Si tuviéramos que destacar a uno de los científicos, «ingenieros», más sobresalientes del Renacimiento español, habría que pensar en el navarro Jerónimo de Ayanz (1553-1613), al que se podría calificar como «príncipe de los ingenios españoles» del siglo xvi.[35]A este hombre se le adjudica la invención de la escafandra para bucear, que fue probada bajo el agua durante más de una hora en el río Pisuerga ante el rey Felipe III. Tras permanecer el buzo mucho tiempo sumergido, se le obligó a salir a la superficie a instancias del preocupado rey, para comprobar que se encontraba en perfectas condiciones. Este invento resultó perfecto para el rescate de bienes de barcos hundidos o la extracción de perlas. Ayanz también fue el inventor de la máquina de vapor para desaguar minas de plata.

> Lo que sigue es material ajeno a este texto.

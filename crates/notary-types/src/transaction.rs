//! The slice of the ledger transaction model the notary needs.
//!
//! Contract semantics are out of scope; outputs are opaque blobs tagged with
//! a contract name and an owner. What the notary relies on is that the
//! transaction id is a content hash, so a validating notary can recompute it
//! and check the required signatures against it.

use serde::{Deserialize, Serialize};

use crate::{DigitalSignature, NotaryError, Party, PublicKey, Result, StateRef, TimeWindow, TransactionId};

/// One output state of a transaction.
#[derive(Debug, Clone, PartialEq, Eq, Hash, Serialize, Deserialize)]
pub struct OutputState {
    /// Name of the contract governing the state.
    pub contract: String,
    /// Current owner of the state.
    pub owner: PublicKey,
    /// Opaque contract-specific payload.
    pub data: Vec<u8>,
}

/// A transaction as submitted for notarisation.
#[derive(Debug, Clone, PartialEq, Eq, Serialize, Deserialize)]
pub struct NotarisableTransaction {
    /// States consumed by this transaction. Distinct, in declaration order.
    pub inputs: Vec<StateRef>,
    /// States created by this transaction.
    pub outputs: Vec<OutputState>,
    /// Keys whose signatures the transaction needs (excluding the notary).
    pub required_signers: Vec<PublicKey>,
    /// The notary (cluster) responsible for the inputs.
    pub notary: Party,
    /// Declared validity interval, if any.
    pub time_window: Option<TimeWindow>,
    /// Distinguishes otherwise-identical transactions (e.g. repeated issuances).
    pub salt: u64,
}

impl NotarisableTransaction {
    /// Canonical byte encoding hashed into the transaction id.
    ///
    /// Format: `len(inputs) || inputs || len(outputs) || outputs ||
    /// len(signers) || signers || notary || time_window || salt`
    #[must_use]
    pub fn canonical_bytes(&self) -> Vec<u8> {
        let mut buf = Vec::with_capacity(256);
        buf.extend_from_slice(&(self.inputs.len() as u64).to_le_bytes());
        for input in &self.inputs {
            buf.extend_from_slice(input.txhash.as_bytes());
            buf.extend_from_slice(&input.index.to_le_bytes());
        }
        buf.extend_from_slice(&(self.outputs.len() as u64).to_le_bytes());
        for output in &self.outputs {
            buf.extend_from_slice(&(output.contract.len() as u64).to_le_bytes());
            buf.extend_from_slice(output.contract.as_bytes());
            buf.extend_from_slice(&output.owner.0);
            buf.extend_from_slice(&(output.data.len() as u64).to_le_bytes());
            buf.extend_from_slice(&output.data);
        }
        buf.extend_from_slice(&(self.required_signers.len() as u64).to_le_bytes());
        for key in &self.required_signers {
            buf.extend_from_slice(&key.0);
        }
        buf.extend_from_slice(&(self.notary.name.len() as u64).to_le_bytes());
        buf.extend_from_slice(self.notary.name.as_bytes());
        buf.extend_from_slice(&self.notary.owning_key.0);
        match self.time_window {
            Some(window) => {
                buf.push(1);
                for bound in [window.from_time(), window.until_time()] {
                    match bound {
                        Some(t) => {
                            buf.push(1);
                            buf.extend_from_slice(&t.timestamp_micros().to_le_bytes());
                        }
                        None => buf.push(0),
                    }
                }
            }
            None => buf.push(0),
        }
        buf.extend_from_slice(&self.salt.to_le_bytes());
        buf
    }

    /// Content hash identifying this transaction.
    #[must_use]
    pub fn id(&self) -> TransactionId {
        TransactionId::hash_of(&self.canonical_bytes())
    }

    /// Reference to output `index` of this transaction.
    #[must_use]
    pub fn output_ref(&self, index: u32) -> StateRef {
        StateRef::new(self.id(), index)
    }

    /// Check that no input is listed twice.
    ///
    /// # Errors
    /// Returns [`NotaryError::DuplicateInput`] naming the first repeat.
    pub fn check_distinct_inputs(&self) -> Result<()> {
        let mut seen = std::collections::HashSet::with_capacity(self.inputs.len());
        for input in &self.inputs {
            if !seen.insert(*input) {
                return Err(NotaryError::DuplicateInput(*input));
            }
        }
        Ok(())
    }
}

/// A transaction with the signatures collected so far.
#[derive(Debug, Clone, PartialEq, Eq, Serialize, Deserialize)]
pub struct SignedTransaction {
    pub tx: NotarisableTransaction,
    pub signatures: Vec<DigitalSignature>,
}

impl SignedTransaction {
    #[must_use]
    pub fn new(tx: NotarisableTransaction) -> Self {
        Self {
            tx,
            signatures: Vec::new(),
        }
    }

    #[must_use]
    pub fn id(&self) -> TransactionId {
        self.tx.id()
    }

    /// Add a signature over the transaction id by `key`.
    pub fn sign_with(&mut self, key: &crate::KeyPair) {
        let sig = key.sign(self.id().as_bytes());
        self.signatures.push(sig);
    }

    /// Add an externally produced signature (e.g. the notary's).
    pub fn with_signature(mut self, signature: DigitalSignature) -> Self {
        self.signatures.push(signature);
        self
    }

    /// Verify every attached signature, and that every required signer
    /// other than those in `allowed_missing` has signed.
    ///
    /// # Errors
    /// Returns [`NotaryError::InvalidSignature`] if a signature fails or a
    /// required signer is missing.
    pub fn verify_signatures_except(&self, allowed_missing: &[PublicKey]) -> Result<()> {
        let id = self.id();
        for sig in &self.signatures {
            sig.verify(id.as_bytes())?;
        }
        let missing: Vec<String> = self
            .tx
            .required_signers
            .iter()
            .filter(|key| !allowed_missing.contains(key))
            .filter(|key| !self.signatures.iter().any(|s| s.by == **key))
            .map(ToString::to_string)
            .collect();
        if missing.is_empty() {
            Ok(())
        } else {
            Err(NotaryError::InvalidSignature {
                reason: format!("missing signatures from: {}", missing.join(", ")),
            })
        }
    }
}

/// Dummy transactions for testing. **Never use in production.**
#[cfg(any(test, feature = "test-helpers"))]
impl NotarisableTransaction {
    /// A transaction consuming `inputs`, with one output owned by `owner`.
    pub fn dummy(inputs: Vec<StateRef>, owner: PublicKey, notary: Party) -> Self {
        Self {
            inputs,
            outputs: vec![OutputState {
                contract: "dummy".to_string(),
                owner,
                data: b"dummy-state".to_vec(),
            }],
            required_signers: vec![owner],
            notary,
            time_window: None,
            salt: rand::random::<u64>(),
        }
    }
}
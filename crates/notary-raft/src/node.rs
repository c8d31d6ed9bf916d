//! Tokio driver around [`RaftCore`].
//!
//! One task per member owns the core, the state machine and the timers.
//! Everything else talks to it through a cloneable [`RaftHandle`]: proposals
//! travel over a channel and their results come back on a oneshot once the
//! entry is committed and applied locally.

use std::{collections::BTreeMap, sync::Arc, time::Duration};

use notary_types::{Clock, NodeId, NotaryError, RaftConfig, Result, SystemClock};
use rand::Rng;
use serde::Serialize;
use tokio::{
    sync::{mpsc, oneshot, watch},
    time::{Instant, MissedTickBehavior},
};

use crate::{
    log::{Command, EntryMeta, EntryPayload, LogIndex, Term},
    raft::{RaftCore, Ready, Role},
    rpc::RaftMessage,
    storage::LogStorage,
    transport::{Inbox, RaftTransport},
};

/// Deterministic state machine fed with committed commands.
///
/// Every member applies the same commands in the same order with the same
/// [`EntryMeta`], so `apply` must depend on nothing else.
pub trait StateMachine<C>: Send + 'static {
    type Output: Clone + Send + 'static;

    fn apply(&mut self, meta: EntryMeta, command: &C) -> Self::Output;
}

/// Snapshot of a member's view of the cluster.
#[derive(Debug, Clone, PartialEq, Eq, Serialize)]
pub struct RaftStatus {
    pub id: NodeId,
    pub role: Role,
    pub term: Term,
    pub leader: Option<NodeId>,
    pub commit_index: LogIndex,
    pub last_applied: LogIndex,
    pub last_log_index: LogIndex,
}

impl RaftStatus {
    fn of<C: Command, S: LogStorage<C>>(core: &RaftCore<C, S>) -> Self {
        Self {
            id: core.id(),
            role: core.role(),
            term: core.term(),
            leader: core.leader_id(),
            commit_index: core.commit_index(),
            last_applied: core.last_applied(),
            last_log_index: core.last_index(),
        }
    }
}

enum Request<C, O> {
    Propose {
        command: C,
        reply: oneshot::Sender<Result<O>>,
    },
    Shutdown,
}

enum Event<C, O> {
    ElectionTimeout,
    Heartbeat,
    Message(NodeId, RaftMessage<C>),
    Request(Request<C, O>),
    Stop,
}

type Waiter<O> = (Term, oneshot::Sender<Result<O>>);

// ---------------------------------------------------------------------------
// RaftHandle
// ---------------------------------------------------------------------------

/// Client side of a running [`RaftNode`].
pub struct RaftHandle<C, O> {
    id: NodeId,
    requests: mpsc::UnboundedSender<Request<C, O>>,
    status: watch::Receiver<RaftStatus>,
}

impl<C, O> Clone for RaftHandle<C, O> {
    fn clone(&self) -> Self {
        Self {
            id: self.id,
            requests: self.requests.clone(),
            status: self.status.clone(),
        }
    }
}

impl<C: Command, O: Clone + Send + 'static> RaftHandle<C, O> {
    pub fn id(&self) -> NodeId {
        self.id
    }

    /// Replicate `command` and wait for its result from the local state
    /// machine.
    ///
    /// Fails with `NotLeader`/`NoLeader` if this member does not lead, and
    /// with `ProposalDropped` if the entry was overwritten by a new leader.
    /// Both are retryable.
    pub async fn propose(&self, command: C) -> Result<O> {
        let (reply, rx) = oneshot::channel();
        self.requests
            .send(Request::Propose { command, reply })
            .map_err(|_| NotaryError::ConsensusShutdown)?;
        rx.await.map_err(|_| NotaryError::ConsensusShutdown)?
    }

    pub fn status(&self) -> RaftStatus {
        self.status.borrow().clone()
    }

    pub fn is_leader(&self) -> bool {
        self.status.borrow().role == Role::Leader
    }

    /// Watch status changes.
    pub fn subscribe(&self) -> watch::Receiver<RaftStatus> {
        self.status.clone()
    }

    /// Wait until this member knows a leader.
    pub async fn wait_for_leader(&self, timeout: Duration) -> Result<NodeId> {
        let mut status = self.status.clone();
        let wait = async move {
            loop {
                if let Some(leader) = status.borrow_and_update().leader {
                    return Ok(leader);
                }
                if status.changed().await.is_err() {
                    return Err(NotaryError::ConsensusShutdown);
                }
            }
        };
        tokio::time::timeout(timeout, wait)
            .await
            .map_err(|_| NotaryError::NoLeader)?
    }

    /// Stop the member. Pending proposals fail with `ConsensusShutdown`.
    pub fn shutdown(&self) {
        let _ = self.requests.send(Request::Shutdown);
    }
}

// ---------------------------------------------------------------------------
// RaftNode
// ---------------------------------------------------------------------------

/// A running cluster member.
pub struct RaftNode<C: Command, S, M: StateMachine<C>> {
    core: RaftCore<C, S>,
    state_machine: M,
    config: RaftConfig,
    transport: Arc<dyn RaftTransport<C>>,
    inbox: Inbox<C>,
    requests: mpsc::UnboundedReceiver<Request<C, M::Output>>,
    waiters: BTreeMap<LogIndex, Waiter<M::Output>>,
    status: watch::Sender<RaftStatus>,
    clock: Arc<dyn Clock>,
}

impl<C, S, M> RaftNode<C, S, M>
where
    C: Command,
    S: LogStorage<C>,
    M: StateMachine<C>,
{
    /// Start a member on the current tokio runtime, stamping entries with
    /// the system clock.
    ///
    /// `storage` may hold state from a previous run; committed entries are
    /// re-applied to `state_machine` as the commit index is re-learned.
    pub fn spawn(
        id: NodeId,
        members: &[NodeId],
        config: RaftConfig,
        storage: S,
        state_machine: M,
        transport: Arc<dyn RaftTransport<C>>,
        inbox: Inbox<C>,
    ) -> RaftHandle<C, M::Output> {
        Self::spawn_with_clock(
            id,
            members,
            config,
            storage,
            state_machine,
            transport,
            inbox,
            Arc::new(SystemClock),
        )
    }

    /// As [`RaftNode::spawn`], with `clock` supplying every entry's
    /// `proposed_at`.
    #[allow(clippy::too_many_arguments)]
    pub fn spawn_with_clock(
        id: NodeId,
        members: &[NodeId],
        config: RaftConfig,
        storage: S,
        state_machine: M,
        transport: Arc<dyn RaftTransport<C>>,
        inbox: Inbox<C>,
        clock: Arc<dyn Clock>,
    ) -> RaftHandle<C, M::Output> {
        let core = RaftCore::new(id, members, storage, config.max_entries_per_append);
        let (requests_tx, requests_rx) = mpsc::unbounded_channel();
        let (status_tx, status_rx) = watch::channel(RaftStatus::of(&core));

        let node = Self {
            core,
            state_machine,
            config,
            transport,
            inbox,
            requests: requests_rx,
            waiters: BTreeMap::new(),
            status: status_tx,
            clock,
        };
        tokio::spawn(node.run());

        RaftHandle {
            id,
            requests: requests_tx,
            status: status_rx,
        }
    }

    fn election_timeout(&self) -> Duration {
        let min = self.config.election_timeout_min_ms;
        let max = self.config.election_timeout_max_ms.max(min);
        Duration::from_millis(rand::thread_rng().gen_range(min..=max))
    }

    async fn run(mut self) {
        tracing::info!(
            node = %self.core.id(),
            peers = self.core.peers().len(),
            term = self.core.term(),
            last_index = self.core.last_index(),
            "Raft node started"
        );

        let mut election_deadline = Instant::now() + self.election_timeout();
        let mut heartbeat = tokio::time::interval(self.config.heartbeat_interval());
        heartbeat.set_missed_tick_behavior(MissedTickBehavior::Delay);

        loop {
            let was_leader = self.core.is_leader();
            let event = tokio::select! {
                () = tokio::time::sleep_until(election_deadline), if !was_leader => Event::ElectionTimeout,
                _ = heartbeat.tick(), if was_leader => Event::Heartbeat,
                message = self.inbox.recv() => match message {
                    Some((from, message)) => Event::Message(from, message),
                    None => Event::Stop,
                },
                request = self.requests.recv() => match request {
                    Some(Request::Shutdown) | None => Event::Stop,
                    Some(request) => Event::Request(request),
                },
            };

            let step = match event {
                Event::ElectionTimeout => {
                    election_deadline = Instant::now() + self.election_timeout();
                    self.core.start_election(self.clock.now())
                }
                Event::Heartbeat => Ok(self.core.heartbeat()),
                Event::Message(from, message) => self.core.handle(from, message, self.clock.now()),
                Event::Request(Request::Propose { command, reply }) => {
                    self.on_propose(command, reply);
                    Ok(self.core.broadcast_append())
                }
                Event::Request(Request::Shutdown) | Event::Stop => break,
            };

            let ready = match step {
                Ok(ready) => ready,
                Err(err) => {
                    tracing::error!(node = %self.core.id(), error = %err, "Raft step failed, stopping member");
                    self.fail_waiters(|| err.clone());
                    break;
                }
            };

            self.dispatch(ready, &mut election_deadline);

            let is_leader = self.core.is_leader();
            if is_leader && !was_leader {
                heartbeat.reset();
            }
            if was_leader && !is_leader {
                election_deadline = Instant::now() + self.election_timeout();
                let err = self.core.not_leader_error();
                self.fail_waiters(|| err.clone());
            }

            self.apply_committed();
            self.publish_status();
        }

        self.fail_waiters(|| NotaryError::ConsensusShutdown);
        tracing::info!(node = %self.core.id(), term = self.core.term(), "Raft node stopped");
    }

    fn on_propose(&mut self, command: C, reply: oneshot::Sender<Result<M::Output>>) {
        match self.core.propose(command, self.clock.now()) {
            Ok((index, term)) => {
                tracing::debug!(node = %self.core.id(), index, term, "Proposal appended");
                self.waiters.insert(index, (term, reply));
            }
            Err(err) => {
                let _ = reply.send(Err(err));
            }
        }
    }

    fn dispatch(&self, ready: Ready<C>, election_deadline: &mut Instant) {
        if ready.reset_election_timer {
            *election_deadline = Instant::now() + self.election_timeout();
        }
        let from = self.core.id();
        for out in ready.messages {
            self.transport.send(from, out.to, out.message);
        }
    }

    fn apply_committed(&mut self) {
        for entry in self.core.take_committed() {
            let meta = entry.meta();
            let output = match &entry.payload {
                EntryPayload::Noop => None,
                EntryPayload::Command(command) => Some(self.state_machine.apply(meta, command)),
            };

            if let Some((term, reply)) = self.waiters.remove(&meta.index) {
                let result = match output {
                    Some(output) if term == meta.term => Ok(output),
                    _ => Err(NotaryError::ProposalDropped { index: meta.index }),
                };
                let _ = reply.send(result);
            }
        }
    }

    fn fail_waiters(&mut self, err: impl Fn() -> NotaryError) {
        for (_, (_, reply)) in std::mem::take(&mut self.waiters) {
            let _ = reply.send(Err(err()));
        }
    }

    fn publish_status(&self) {
        let next = RaftStatus::of(&self.core);
        self.status.send_if_modified(|current| {
            if *current == next {
                false
            } else {
                *current = next;
                true
            }
        });
    }
}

En otras palabras, fue el primero en aplicar el principio de la termodinámica, lo que le valdría ser nombrado administrador general de Minas del Reino. Otros de los muchos inventos que se le atribuyen son el proto-submarino, la brújula con declinación magnética o el horno para destilar agua salada a bordo de los barcos. Sobre este último, tenemos pruebas documentales de su aplicación en una de las travesías más largas que un barco pueda realizar, la travesía transpacífica desde Perú hasta las Filipinas, en este caso al mando de Isabel Barreto, primera almirante de la Armada española, a principios del siglo xvii. El principal problema al que se enfrentaban las naves que recorrían distancias tan colosales era sin duda la escasez de agua. El piloto mayor de la expedición, el portugués Pedro Fernández de Quirós, narra así el incidente:
Viendo el capitán que en todas las siete islas descubiertas no halló puerto ni agua, preguntó la que había en la nao; y hallando menos botijas de las que mandó embarcar, hizo algunos discursos en razón del tiempo y del estado presente, y parecióle convenir acortar, como acortó, la ración, de tal manera que de doce a quince botijas de agua que se gastaban cada día, las redujo a tres y cuatro. Hallábase presente al repartirla, y cerrada la escotilla, guardaba las llaves della. Ordenó luego que se hiciese sobre uno de los fogones un horno de ladrillo, para con un instrumento de cobre que llevaba, sacar del agua de la mar agua dulce por vía de destilación. Sacábanse al día dos, tres botijas della, muy dulce y muy sana: el día que menos botija y media, y por todas hasta cincuenta; cuya invención, añadiéndole ciertos requisitos, promete que con poca leña se pueden sacar en quince horas ocho, nueve y diez botijas de agua dulce, y más si fueren necesarias (Quirós, cap. 47, 214-215).[36]